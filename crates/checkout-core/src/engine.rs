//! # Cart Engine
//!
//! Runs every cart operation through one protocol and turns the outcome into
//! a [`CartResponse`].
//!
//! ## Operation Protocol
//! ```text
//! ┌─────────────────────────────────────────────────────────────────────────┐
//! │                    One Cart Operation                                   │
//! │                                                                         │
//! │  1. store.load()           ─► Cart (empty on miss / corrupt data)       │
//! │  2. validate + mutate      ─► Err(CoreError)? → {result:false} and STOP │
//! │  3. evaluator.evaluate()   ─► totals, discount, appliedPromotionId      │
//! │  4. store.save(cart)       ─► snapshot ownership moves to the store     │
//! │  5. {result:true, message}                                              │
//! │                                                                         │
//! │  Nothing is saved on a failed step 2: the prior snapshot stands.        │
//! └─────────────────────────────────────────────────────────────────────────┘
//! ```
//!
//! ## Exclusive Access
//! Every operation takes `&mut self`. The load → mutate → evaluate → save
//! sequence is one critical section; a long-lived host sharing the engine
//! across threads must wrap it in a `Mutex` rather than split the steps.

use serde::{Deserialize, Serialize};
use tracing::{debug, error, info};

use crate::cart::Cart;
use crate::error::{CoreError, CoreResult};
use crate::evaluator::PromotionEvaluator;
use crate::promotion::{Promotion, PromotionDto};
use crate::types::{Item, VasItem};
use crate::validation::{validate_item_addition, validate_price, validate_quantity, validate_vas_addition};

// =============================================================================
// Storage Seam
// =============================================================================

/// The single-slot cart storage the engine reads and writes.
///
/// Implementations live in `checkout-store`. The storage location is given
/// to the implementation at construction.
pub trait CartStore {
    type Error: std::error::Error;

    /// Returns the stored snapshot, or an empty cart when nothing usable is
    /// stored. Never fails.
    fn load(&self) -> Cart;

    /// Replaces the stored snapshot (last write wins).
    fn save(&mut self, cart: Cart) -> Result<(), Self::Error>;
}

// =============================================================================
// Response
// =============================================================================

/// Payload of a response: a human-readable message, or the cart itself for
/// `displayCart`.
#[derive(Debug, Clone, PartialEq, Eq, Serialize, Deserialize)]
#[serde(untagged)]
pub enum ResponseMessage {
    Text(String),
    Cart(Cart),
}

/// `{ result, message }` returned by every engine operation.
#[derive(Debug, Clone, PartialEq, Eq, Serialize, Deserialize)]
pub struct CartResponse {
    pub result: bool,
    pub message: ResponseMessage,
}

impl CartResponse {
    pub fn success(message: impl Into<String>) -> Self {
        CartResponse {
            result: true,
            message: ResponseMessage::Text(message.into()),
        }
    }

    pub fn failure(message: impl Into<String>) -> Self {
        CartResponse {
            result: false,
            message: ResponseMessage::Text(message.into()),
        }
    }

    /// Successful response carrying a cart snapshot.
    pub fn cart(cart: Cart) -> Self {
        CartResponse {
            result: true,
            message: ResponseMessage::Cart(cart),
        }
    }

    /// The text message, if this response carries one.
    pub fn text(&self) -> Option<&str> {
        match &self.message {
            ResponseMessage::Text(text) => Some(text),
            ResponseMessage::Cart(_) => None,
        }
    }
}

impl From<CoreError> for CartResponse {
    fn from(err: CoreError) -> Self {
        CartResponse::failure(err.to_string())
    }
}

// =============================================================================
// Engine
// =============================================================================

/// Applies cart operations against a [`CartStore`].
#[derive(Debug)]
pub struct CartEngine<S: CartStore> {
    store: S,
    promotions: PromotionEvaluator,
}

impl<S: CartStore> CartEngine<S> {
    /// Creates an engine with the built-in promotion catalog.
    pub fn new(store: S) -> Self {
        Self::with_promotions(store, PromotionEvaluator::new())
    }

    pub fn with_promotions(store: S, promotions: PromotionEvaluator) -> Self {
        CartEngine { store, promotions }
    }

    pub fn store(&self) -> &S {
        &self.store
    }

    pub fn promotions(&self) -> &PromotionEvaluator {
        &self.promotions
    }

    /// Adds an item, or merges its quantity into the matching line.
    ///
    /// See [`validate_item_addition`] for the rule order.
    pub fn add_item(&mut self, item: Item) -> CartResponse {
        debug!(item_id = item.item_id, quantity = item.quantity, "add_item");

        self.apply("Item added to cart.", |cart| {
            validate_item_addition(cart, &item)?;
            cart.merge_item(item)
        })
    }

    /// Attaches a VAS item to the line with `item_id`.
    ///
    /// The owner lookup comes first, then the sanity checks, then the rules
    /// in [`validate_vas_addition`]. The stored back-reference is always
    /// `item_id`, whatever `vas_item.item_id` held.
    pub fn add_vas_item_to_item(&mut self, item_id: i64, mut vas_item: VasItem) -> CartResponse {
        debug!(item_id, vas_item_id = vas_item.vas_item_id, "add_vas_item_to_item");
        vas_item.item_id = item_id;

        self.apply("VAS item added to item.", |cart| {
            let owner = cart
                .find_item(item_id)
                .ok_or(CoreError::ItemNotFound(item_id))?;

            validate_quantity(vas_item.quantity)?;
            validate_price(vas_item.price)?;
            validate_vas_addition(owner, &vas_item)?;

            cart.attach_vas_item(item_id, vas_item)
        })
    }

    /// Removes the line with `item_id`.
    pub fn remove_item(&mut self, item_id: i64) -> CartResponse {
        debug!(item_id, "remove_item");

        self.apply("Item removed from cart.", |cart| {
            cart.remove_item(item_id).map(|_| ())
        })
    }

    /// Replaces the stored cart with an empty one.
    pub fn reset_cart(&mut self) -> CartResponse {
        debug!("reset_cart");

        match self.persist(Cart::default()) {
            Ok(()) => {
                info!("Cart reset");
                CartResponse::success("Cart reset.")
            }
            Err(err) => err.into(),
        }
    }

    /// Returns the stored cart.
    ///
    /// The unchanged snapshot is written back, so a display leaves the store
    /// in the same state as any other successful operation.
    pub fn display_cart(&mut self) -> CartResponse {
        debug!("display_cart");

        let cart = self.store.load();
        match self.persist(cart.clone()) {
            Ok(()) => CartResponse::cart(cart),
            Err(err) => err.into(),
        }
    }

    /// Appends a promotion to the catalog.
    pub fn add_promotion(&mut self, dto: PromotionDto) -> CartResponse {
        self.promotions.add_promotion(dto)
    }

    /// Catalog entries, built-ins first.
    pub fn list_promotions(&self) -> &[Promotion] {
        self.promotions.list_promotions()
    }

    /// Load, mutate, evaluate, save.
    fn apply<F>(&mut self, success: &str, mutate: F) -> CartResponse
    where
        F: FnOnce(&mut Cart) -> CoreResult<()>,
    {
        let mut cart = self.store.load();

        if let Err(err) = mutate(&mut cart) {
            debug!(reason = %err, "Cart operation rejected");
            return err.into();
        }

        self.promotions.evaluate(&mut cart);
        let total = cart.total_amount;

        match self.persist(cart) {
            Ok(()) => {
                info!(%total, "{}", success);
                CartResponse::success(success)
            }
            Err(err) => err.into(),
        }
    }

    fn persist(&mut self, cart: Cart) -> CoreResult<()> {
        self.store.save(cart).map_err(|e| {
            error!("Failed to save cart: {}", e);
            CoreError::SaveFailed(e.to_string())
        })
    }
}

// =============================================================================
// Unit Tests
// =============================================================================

________________________

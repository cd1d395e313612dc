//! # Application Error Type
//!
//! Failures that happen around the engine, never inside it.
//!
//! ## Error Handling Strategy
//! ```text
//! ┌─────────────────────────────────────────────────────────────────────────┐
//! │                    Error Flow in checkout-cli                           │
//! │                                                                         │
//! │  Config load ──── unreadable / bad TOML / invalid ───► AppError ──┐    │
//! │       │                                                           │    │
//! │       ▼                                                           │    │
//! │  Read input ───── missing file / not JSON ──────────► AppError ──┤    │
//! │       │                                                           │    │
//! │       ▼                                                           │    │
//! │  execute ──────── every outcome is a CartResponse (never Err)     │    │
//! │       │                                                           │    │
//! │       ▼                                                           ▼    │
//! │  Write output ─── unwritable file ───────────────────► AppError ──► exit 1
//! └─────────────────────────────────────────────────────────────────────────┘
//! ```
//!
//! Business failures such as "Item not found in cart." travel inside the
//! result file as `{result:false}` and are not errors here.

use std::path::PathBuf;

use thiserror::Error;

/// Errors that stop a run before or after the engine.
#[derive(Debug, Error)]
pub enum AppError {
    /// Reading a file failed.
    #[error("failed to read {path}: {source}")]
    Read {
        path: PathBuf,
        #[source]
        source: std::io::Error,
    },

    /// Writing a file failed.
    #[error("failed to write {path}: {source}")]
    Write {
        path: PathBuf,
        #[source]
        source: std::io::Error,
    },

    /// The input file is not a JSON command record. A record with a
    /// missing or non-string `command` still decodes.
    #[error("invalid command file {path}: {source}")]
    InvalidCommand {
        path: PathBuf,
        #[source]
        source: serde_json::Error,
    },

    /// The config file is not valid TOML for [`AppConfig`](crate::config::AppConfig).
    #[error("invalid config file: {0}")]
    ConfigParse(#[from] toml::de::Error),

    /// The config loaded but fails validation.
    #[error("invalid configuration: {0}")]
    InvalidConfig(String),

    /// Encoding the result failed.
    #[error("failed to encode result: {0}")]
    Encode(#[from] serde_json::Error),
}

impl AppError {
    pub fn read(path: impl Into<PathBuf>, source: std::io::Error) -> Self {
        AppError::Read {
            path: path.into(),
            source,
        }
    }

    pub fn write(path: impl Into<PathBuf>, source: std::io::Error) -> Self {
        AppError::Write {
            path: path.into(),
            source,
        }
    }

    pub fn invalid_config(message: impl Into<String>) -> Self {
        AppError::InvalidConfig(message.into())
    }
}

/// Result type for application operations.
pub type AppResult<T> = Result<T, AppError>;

________________________

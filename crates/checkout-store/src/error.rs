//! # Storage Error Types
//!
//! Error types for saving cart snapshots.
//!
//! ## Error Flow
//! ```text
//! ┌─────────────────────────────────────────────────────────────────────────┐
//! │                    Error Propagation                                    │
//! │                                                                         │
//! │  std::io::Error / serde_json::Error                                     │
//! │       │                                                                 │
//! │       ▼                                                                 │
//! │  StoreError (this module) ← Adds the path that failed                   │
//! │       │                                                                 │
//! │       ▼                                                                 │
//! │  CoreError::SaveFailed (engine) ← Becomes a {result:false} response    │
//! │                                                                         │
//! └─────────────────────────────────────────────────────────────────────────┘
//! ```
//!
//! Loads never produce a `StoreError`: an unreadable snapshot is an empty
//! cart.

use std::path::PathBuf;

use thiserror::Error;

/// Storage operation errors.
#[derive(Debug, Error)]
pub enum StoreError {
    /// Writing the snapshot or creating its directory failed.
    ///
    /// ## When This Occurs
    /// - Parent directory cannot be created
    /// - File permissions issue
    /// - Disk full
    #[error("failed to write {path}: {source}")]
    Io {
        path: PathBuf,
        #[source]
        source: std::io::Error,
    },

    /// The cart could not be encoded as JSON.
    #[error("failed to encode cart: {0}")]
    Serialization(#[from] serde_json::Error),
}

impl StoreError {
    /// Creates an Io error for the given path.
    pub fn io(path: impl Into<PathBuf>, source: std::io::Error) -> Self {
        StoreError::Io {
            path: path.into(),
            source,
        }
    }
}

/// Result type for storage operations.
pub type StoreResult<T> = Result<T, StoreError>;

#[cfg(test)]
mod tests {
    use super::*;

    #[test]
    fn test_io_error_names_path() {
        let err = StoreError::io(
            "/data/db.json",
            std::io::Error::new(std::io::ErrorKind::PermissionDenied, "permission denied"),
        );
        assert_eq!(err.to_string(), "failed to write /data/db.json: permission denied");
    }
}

________________________

Out of the records above, pick each line that contains the string "PromotionEvaluator".

use crate::evaluator::PromotionEvaluator;
    promotions: PromotionEvaluator,
        Self::with_promotions(store, PromotionEvaluator::new())
    pub fn with_promotions(store: S, promotions: PromotionEvaluator) -> Self {
    pub fn promotions(&self) -> &PromotionEvaluator {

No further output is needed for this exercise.